Work item:
The answer must be every line of the data that holds the word "headers".

Dataset records:
=======

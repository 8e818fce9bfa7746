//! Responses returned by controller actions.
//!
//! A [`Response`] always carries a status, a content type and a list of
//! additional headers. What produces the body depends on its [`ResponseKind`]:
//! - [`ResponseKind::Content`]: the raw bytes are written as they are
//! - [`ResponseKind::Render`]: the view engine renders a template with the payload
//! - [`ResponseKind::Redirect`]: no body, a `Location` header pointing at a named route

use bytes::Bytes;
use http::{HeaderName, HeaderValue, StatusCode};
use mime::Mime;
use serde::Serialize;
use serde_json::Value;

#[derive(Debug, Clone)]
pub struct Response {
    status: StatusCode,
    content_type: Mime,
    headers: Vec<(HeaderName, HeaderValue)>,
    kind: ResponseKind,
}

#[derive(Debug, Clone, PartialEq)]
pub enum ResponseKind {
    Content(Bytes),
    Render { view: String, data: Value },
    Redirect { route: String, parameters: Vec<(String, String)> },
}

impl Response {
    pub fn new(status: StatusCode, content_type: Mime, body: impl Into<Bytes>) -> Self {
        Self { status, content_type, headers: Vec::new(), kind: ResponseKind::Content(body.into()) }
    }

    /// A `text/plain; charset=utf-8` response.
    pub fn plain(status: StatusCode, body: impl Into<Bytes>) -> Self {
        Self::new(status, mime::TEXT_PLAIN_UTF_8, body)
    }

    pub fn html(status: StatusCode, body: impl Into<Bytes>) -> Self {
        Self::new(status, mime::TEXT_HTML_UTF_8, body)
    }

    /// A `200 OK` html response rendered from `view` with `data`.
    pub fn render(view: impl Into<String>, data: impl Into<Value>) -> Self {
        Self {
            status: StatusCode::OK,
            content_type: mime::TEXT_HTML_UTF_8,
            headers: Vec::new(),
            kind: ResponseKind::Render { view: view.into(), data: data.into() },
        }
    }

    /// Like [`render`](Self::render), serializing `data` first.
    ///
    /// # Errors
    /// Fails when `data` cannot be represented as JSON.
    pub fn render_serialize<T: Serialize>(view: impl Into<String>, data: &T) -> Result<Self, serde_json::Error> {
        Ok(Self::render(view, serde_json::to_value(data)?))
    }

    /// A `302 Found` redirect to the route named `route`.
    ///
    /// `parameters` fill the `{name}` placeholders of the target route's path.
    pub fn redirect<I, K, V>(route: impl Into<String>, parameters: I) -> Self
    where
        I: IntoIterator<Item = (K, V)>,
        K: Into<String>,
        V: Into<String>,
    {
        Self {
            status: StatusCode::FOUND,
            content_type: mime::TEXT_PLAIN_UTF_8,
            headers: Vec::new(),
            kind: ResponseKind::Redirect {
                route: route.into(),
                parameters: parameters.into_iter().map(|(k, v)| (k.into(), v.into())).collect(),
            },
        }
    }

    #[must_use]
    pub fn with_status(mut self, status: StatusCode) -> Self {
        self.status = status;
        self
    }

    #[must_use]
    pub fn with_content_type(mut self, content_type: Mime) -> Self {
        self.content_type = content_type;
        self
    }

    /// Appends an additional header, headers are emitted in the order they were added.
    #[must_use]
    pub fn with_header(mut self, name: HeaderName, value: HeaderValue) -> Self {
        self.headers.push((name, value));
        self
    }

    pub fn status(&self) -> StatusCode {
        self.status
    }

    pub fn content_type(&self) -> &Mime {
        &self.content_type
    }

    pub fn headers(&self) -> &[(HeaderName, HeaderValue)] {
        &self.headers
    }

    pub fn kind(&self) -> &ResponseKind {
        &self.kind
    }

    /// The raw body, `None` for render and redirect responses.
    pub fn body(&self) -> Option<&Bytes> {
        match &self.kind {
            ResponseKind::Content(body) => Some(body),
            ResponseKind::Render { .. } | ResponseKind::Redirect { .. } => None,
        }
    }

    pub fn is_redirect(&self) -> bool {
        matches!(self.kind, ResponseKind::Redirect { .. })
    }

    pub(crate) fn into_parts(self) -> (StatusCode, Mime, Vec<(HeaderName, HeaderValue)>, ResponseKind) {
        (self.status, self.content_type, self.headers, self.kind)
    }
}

=======

Exercise answer:
//! additional headers. What produces the body depends on its [`ResponseKind`]:
    headers: Vec<(HeaderName, HeaderValue)>,
        Self { status, content_type, headers: Vec::new(), kind: ResponseKind::Content(body.into()) }
            headers: Vec::new(),
            headers: Vec::new(),
    /// Appends an additional header, headers are emitted in the order they were added.
        self.headers.push((name, value));
    pub fn headers(&self) -> &[(HeaderName, HeaderValue)] {
        &self.headers
        (self.status, self.content_type, self.headers, self.kind)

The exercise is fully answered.